On how many lines of the data below does the word "FaceDetection" appear? Reply with the number only.

• EXERCISE MATERIAL:
#####

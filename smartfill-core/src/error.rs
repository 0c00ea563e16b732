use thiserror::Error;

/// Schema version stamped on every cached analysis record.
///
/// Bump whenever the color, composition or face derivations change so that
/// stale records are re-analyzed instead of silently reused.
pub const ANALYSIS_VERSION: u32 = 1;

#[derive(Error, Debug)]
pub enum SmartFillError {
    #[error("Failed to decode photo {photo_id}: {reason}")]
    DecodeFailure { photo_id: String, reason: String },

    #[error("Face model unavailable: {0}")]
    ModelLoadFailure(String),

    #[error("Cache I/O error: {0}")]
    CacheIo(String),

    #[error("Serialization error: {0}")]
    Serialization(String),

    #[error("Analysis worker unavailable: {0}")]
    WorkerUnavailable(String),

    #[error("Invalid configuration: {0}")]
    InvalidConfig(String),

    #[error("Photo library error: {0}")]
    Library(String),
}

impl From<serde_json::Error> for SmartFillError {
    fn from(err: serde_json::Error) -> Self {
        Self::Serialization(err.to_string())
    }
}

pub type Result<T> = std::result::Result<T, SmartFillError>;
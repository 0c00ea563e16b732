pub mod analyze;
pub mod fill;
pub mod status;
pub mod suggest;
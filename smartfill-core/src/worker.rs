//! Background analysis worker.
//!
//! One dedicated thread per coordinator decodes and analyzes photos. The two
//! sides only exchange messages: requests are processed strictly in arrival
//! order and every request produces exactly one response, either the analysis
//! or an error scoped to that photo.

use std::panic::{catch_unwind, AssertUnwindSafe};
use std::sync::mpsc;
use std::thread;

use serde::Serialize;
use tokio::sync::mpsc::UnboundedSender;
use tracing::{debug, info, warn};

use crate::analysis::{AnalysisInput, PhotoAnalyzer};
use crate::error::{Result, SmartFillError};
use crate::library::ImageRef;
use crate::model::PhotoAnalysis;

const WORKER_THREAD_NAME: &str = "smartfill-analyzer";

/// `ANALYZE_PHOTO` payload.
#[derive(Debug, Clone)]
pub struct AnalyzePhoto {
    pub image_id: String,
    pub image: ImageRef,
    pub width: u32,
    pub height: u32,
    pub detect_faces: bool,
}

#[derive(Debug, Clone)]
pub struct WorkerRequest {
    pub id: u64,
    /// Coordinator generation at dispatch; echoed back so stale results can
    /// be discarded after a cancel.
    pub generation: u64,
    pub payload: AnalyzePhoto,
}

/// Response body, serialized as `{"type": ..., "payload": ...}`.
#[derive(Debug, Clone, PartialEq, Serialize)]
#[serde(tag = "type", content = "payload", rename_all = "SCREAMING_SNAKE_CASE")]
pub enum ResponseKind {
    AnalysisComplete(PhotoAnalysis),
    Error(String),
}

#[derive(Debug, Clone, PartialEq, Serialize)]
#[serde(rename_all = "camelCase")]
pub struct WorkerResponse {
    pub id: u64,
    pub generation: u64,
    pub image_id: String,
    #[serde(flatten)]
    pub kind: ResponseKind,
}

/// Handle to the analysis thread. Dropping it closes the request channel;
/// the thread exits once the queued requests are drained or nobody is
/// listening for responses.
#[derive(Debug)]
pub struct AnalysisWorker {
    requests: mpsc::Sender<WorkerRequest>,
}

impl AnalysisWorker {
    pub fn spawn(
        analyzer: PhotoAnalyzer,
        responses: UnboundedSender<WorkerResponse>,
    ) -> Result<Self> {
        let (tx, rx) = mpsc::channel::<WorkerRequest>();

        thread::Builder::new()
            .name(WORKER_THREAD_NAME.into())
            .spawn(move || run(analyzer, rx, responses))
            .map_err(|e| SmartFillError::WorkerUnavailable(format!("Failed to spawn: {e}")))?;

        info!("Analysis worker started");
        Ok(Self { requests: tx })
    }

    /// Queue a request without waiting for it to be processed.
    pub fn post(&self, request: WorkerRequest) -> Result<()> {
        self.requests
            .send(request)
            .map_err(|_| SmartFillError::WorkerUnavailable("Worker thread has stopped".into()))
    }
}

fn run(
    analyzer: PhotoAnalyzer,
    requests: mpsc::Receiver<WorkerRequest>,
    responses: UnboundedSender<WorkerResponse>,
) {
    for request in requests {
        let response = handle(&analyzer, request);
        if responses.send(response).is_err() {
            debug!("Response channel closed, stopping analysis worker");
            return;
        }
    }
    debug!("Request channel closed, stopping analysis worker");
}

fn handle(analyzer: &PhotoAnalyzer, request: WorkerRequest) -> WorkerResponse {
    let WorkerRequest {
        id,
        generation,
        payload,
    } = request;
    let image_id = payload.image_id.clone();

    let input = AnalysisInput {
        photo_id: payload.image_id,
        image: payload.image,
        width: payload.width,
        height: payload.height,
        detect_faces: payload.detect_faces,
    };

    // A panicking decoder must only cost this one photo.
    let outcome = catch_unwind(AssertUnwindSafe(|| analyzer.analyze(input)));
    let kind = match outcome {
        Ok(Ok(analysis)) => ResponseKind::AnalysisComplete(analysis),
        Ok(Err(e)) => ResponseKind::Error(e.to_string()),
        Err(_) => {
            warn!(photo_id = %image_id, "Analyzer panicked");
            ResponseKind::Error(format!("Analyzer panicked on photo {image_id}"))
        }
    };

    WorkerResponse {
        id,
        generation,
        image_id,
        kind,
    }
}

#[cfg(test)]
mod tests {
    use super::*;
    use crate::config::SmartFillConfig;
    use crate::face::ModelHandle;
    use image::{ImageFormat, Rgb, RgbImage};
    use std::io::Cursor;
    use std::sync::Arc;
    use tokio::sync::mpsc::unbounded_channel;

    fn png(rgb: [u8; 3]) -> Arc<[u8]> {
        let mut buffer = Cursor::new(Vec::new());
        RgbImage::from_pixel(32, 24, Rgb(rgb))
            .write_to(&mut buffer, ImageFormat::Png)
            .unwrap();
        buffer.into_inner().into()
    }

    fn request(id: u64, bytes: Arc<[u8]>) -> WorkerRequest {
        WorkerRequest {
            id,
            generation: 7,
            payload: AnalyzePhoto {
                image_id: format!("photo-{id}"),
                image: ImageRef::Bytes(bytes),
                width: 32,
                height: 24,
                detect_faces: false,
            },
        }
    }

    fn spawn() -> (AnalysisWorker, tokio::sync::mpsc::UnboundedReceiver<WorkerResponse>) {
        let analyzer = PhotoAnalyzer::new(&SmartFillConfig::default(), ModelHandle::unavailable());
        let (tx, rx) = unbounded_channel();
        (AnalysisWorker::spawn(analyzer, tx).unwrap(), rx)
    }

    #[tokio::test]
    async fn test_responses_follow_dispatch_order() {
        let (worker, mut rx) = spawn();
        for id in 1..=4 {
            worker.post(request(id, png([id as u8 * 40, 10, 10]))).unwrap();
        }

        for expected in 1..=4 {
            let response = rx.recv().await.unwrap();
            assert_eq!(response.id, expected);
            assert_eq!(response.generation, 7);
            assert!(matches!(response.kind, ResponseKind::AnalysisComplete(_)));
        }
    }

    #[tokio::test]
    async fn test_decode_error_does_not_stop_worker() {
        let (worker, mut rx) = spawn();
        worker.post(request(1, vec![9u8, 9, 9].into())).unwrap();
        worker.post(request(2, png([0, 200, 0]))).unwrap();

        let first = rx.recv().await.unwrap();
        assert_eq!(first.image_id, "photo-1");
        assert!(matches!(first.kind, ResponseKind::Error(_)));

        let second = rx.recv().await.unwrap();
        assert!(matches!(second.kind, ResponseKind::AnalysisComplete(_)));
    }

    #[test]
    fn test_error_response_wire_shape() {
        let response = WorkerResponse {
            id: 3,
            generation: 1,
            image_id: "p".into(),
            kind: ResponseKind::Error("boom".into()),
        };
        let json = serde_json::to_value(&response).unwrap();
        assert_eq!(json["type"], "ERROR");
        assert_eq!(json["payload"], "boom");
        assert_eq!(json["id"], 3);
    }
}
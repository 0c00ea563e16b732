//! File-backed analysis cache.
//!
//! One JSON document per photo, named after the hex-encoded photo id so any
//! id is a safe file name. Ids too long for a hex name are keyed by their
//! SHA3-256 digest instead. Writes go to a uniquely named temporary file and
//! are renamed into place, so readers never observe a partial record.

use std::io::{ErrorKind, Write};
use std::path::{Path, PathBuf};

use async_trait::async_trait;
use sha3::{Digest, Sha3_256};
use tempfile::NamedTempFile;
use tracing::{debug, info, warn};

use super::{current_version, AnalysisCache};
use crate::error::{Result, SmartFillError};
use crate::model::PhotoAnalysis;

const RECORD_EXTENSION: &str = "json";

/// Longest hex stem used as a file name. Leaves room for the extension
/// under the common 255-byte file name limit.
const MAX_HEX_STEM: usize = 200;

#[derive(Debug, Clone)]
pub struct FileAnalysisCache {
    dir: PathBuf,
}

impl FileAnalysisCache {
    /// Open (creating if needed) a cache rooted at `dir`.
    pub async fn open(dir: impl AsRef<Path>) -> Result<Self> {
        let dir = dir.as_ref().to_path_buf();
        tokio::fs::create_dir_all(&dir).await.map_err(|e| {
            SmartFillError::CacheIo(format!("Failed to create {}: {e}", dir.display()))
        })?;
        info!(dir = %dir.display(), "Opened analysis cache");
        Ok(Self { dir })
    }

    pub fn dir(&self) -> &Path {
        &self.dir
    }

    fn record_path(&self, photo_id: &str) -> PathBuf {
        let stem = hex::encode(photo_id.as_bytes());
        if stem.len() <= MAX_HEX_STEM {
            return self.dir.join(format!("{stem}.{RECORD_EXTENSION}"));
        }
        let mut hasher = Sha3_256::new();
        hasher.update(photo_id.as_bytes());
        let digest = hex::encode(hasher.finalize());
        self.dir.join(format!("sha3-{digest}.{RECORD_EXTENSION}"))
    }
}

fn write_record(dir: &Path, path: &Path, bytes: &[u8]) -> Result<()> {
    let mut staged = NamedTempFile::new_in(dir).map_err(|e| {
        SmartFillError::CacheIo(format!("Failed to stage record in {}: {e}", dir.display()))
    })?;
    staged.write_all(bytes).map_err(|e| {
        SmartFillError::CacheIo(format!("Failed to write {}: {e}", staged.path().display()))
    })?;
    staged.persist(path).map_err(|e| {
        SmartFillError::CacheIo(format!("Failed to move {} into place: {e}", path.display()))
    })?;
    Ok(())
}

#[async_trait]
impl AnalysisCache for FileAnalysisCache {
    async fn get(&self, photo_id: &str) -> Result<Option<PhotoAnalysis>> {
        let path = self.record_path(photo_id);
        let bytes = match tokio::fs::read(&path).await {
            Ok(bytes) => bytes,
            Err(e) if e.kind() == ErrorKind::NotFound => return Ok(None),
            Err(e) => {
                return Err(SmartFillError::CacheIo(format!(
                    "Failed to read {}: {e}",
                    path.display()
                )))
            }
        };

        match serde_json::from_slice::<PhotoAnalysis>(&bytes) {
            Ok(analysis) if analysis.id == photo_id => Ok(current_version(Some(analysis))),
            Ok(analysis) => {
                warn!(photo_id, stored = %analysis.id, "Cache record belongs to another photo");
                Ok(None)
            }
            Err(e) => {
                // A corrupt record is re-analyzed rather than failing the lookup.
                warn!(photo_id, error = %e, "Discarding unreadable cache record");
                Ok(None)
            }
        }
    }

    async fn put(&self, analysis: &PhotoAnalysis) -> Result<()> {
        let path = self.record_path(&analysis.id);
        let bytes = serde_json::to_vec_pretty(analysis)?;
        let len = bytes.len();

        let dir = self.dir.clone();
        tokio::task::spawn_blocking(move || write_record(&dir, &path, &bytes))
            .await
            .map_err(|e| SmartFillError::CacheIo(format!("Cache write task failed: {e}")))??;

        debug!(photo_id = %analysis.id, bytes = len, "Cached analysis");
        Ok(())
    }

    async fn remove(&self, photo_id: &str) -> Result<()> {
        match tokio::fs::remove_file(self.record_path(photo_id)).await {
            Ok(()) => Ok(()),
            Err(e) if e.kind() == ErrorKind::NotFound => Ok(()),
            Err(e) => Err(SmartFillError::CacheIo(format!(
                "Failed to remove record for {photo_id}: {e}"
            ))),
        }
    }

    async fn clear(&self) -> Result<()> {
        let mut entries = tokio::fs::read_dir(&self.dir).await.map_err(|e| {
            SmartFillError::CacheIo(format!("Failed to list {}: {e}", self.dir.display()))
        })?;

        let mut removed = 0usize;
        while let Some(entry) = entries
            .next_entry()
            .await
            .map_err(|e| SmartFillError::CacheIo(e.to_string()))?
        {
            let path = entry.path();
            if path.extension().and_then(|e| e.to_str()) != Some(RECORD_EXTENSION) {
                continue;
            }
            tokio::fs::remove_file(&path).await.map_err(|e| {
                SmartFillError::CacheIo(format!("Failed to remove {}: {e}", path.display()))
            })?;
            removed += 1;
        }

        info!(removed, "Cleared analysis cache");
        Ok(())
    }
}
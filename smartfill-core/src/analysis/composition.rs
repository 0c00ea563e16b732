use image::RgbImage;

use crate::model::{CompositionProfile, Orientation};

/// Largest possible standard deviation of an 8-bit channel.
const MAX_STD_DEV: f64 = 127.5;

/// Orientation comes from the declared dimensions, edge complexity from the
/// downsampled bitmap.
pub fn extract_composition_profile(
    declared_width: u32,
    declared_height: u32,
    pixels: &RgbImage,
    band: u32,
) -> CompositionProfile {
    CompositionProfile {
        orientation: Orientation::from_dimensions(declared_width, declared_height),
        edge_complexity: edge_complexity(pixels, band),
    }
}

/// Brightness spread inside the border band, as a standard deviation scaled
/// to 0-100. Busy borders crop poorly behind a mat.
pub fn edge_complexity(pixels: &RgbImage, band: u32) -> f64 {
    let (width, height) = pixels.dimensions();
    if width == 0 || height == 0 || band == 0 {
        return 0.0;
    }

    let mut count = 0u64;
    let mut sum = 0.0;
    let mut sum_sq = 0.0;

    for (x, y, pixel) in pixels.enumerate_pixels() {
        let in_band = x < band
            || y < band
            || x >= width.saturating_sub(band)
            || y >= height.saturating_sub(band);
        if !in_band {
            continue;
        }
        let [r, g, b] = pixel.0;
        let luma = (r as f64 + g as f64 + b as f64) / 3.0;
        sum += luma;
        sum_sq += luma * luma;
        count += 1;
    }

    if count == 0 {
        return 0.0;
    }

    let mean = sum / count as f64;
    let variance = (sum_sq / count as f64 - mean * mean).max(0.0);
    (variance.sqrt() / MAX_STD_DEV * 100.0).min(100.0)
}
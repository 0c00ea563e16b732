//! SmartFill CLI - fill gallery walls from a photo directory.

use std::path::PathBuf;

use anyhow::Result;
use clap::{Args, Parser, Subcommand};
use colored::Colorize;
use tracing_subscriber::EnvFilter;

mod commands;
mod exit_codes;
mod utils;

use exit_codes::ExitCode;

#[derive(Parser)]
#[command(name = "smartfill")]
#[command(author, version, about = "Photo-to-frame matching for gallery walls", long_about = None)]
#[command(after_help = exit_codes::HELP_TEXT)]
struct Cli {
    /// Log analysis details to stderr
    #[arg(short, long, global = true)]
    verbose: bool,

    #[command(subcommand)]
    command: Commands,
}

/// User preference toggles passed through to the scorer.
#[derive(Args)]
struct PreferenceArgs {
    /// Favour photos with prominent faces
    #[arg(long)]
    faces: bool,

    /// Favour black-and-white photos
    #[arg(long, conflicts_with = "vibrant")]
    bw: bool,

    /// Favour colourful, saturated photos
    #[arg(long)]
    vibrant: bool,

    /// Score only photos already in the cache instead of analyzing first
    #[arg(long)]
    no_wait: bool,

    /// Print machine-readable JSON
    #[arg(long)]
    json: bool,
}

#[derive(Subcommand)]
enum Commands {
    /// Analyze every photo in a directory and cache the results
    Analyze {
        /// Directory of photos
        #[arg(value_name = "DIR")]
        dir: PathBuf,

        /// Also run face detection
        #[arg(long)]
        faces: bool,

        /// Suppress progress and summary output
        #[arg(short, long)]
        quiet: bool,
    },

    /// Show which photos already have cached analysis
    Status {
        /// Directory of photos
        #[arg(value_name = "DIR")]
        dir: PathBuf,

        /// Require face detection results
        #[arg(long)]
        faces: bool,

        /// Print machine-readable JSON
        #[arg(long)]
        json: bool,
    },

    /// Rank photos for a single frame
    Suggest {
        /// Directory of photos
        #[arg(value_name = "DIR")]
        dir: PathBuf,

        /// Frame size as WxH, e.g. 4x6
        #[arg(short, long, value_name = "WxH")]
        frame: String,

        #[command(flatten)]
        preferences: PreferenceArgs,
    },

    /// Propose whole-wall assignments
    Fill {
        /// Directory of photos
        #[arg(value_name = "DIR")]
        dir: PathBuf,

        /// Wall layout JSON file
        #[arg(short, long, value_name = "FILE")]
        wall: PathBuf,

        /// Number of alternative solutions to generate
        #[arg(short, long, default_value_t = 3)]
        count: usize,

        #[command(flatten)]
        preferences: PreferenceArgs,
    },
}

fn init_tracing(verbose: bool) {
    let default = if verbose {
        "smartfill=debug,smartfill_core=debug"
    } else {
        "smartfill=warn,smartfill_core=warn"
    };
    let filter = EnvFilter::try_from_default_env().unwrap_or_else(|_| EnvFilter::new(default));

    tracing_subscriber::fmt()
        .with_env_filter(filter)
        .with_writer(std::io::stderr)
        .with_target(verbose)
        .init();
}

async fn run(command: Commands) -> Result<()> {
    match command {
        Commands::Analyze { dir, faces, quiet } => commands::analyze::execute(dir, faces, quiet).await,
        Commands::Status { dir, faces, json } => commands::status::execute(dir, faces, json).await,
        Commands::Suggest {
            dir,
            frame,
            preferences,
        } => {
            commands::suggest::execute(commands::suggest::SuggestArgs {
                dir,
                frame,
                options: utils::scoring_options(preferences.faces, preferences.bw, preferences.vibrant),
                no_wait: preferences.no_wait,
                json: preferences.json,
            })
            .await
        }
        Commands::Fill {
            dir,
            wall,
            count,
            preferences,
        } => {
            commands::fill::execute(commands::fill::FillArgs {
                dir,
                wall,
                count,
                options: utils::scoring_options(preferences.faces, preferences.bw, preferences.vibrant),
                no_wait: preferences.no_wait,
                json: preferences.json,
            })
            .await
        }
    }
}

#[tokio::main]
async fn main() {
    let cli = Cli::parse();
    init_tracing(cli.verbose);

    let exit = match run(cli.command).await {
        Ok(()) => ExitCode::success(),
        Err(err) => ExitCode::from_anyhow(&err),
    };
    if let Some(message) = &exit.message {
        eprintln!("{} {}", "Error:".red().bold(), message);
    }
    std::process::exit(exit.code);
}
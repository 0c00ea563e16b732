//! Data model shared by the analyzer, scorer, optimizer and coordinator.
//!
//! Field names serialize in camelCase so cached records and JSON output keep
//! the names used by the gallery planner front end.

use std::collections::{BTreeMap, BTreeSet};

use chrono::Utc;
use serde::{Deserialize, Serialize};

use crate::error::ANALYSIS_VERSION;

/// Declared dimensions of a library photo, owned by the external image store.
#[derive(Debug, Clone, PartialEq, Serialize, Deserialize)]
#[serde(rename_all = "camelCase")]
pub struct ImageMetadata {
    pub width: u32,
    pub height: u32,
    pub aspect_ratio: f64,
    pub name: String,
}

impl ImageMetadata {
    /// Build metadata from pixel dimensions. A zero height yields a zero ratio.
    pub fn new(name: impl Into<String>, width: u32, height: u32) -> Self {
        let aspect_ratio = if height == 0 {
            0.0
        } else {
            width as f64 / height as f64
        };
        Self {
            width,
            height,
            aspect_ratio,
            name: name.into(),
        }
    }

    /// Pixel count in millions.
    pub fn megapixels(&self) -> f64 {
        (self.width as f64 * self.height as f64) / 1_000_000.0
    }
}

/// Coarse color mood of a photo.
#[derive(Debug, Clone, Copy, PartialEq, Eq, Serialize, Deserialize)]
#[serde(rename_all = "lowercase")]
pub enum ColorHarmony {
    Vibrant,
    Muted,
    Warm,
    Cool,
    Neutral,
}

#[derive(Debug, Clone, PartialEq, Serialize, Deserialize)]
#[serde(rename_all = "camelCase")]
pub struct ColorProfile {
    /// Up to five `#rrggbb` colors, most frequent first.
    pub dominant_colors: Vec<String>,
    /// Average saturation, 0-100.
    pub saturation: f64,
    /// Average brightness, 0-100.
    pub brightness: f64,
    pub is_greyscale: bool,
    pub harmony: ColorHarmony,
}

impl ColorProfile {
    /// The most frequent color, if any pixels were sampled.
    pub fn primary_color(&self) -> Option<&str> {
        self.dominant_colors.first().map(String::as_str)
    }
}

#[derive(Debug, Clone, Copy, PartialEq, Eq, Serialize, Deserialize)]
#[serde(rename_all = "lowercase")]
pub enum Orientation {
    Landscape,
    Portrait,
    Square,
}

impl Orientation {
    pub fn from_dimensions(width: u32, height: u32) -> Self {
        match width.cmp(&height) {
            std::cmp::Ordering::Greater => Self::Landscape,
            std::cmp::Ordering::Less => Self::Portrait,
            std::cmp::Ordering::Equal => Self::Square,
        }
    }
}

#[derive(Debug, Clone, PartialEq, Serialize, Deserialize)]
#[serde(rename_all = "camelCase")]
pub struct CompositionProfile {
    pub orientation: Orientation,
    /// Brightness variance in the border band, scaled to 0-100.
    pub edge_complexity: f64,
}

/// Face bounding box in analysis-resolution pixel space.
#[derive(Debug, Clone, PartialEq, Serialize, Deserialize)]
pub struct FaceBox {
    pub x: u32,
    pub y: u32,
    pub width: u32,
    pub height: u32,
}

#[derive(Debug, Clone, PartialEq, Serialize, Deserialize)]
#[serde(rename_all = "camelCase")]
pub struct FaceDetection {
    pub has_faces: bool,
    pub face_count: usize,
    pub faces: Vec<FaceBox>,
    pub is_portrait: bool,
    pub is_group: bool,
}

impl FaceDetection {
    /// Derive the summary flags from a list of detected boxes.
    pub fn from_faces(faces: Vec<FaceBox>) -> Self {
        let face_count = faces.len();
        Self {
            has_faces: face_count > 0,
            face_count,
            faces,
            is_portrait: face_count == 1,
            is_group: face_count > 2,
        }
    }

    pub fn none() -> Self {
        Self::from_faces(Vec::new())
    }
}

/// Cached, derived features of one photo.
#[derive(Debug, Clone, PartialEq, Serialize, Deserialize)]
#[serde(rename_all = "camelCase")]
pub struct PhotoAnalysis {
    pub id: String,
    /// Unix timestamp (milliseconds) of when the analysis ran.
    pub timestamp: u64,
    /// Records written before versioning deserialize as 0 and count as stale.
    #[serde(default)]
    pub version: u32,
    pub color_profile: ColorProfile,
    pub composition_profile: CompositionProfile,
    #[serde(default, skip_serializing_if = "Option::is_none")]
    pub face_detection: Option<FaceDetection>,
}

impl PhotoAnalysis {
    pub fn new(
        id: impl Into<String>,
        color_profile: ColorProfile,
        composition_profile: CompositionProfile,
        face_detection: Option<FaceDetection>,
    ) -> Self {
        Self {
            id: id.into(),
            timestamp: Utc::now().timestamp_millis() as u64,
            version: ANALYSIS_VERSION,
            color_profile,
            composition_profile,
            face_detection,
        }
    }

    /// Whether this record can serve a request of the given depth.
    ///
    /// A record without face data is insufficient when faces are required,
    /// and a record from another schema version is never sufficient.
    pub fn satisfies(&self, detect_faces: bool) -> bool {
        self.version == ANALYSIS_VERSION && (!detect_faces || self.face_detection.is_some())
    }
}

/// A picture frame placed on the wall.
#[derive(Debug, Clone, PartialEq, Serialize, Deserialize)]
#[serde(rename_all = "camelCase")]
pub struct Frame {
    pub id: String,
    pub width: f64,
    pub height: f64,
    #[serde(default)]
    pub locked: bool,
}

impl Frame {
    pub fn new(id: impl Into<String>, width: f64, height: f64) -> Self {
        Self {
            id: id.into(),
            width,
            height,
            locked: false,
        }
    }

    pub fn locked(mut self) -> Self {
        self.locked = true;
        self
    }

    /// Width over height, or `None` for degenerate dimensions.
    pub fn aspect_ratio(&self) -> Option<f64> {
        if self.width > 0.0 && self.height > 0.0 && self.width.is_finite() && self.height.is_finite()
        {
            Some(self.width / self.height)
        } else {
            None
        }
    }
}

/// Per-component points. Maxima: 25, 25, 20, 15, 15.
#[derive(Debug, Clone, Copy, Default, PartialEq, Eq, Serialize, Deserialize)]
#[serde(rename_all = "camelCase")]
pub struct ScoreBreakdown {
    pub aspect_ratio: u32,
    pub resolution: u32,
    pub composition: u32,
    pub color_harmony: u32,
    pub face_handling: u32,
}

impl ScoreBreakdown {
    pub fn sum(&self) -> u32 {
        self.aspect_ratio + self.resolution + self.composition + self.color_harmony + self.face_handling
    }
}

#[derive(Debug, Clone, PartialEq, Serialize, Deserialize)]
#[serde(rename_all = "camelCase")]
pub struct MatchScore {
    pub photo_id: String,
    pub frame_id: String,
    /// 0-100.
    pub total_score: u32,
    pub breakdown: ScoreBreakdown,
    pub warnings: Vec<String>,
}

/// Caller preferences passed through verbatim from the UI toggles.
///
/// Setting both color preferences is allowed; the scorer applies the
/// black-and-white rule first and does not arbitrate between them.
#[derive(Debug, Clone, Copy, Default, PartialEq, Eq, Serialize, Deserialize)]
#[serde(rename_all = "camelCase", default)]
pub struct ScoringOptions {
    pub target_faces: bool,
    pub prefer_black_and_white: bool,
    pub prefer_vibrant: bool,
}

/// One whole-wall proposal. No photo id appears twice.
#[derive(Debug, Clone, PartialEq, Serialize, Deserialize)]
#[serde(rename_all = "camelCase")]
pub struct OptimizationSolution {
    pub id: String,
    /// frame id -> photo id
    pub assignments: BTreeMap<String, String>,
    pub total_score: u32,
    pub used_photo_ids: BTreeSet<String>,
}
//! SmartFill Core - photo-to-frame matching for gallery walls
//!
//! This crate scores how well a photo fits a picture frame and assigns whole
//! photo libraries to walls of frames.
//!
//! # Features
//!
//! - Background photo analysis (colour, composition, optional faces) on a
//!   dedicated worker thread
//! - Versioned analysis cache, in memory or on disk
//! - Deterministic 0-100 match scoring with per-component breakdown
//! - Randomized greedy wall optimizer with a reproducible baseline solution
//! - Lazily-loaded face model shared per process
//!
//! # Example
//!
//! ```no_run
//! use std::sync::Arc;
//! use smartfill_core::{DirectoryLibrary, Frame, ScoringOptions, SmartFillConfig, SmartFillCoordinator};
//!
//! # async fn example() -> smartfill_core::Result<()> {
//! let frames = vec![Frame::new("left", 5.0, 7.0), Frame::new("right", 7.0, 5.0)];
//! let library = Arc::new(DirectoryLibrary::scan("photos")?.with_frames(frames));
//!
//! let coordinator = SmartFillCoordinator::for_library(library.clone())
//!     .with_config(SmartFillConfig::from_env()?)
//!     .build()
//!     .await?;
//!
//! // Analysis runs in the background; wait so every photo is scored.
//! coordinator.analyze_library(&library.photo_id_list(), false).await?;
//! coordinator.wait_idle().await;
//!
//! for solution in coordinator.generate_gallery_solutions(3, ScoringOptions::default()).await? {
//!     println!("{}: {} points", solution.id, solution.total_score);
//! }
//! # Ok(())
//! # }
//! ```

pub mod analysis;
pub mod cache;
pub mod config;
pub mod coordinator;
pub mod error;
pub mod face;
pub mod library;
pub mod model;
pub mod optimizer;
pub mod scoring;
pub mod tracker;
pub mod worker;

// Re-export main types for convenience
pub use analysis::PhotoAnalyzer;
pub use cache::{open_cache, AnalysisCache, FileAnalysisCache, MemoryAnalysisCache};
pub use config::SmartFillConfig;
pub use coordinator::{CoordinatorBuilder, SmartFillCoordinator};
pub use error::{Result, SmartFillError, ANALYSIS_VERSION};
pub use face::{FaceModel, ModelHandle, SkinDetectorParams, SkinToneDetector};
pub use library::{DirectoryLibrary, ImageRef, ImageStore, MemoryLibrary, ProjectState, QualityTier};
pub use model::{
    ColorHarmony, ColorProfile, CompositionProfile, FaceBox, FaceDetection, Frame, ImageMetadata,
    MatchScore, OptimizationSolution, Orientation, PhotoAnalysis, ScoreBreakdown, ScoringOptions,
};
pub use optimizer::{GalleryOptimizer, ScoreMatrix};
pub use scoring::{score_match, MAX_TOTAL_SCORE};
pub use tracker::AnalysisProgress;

#####

• RESULT BELOW: 5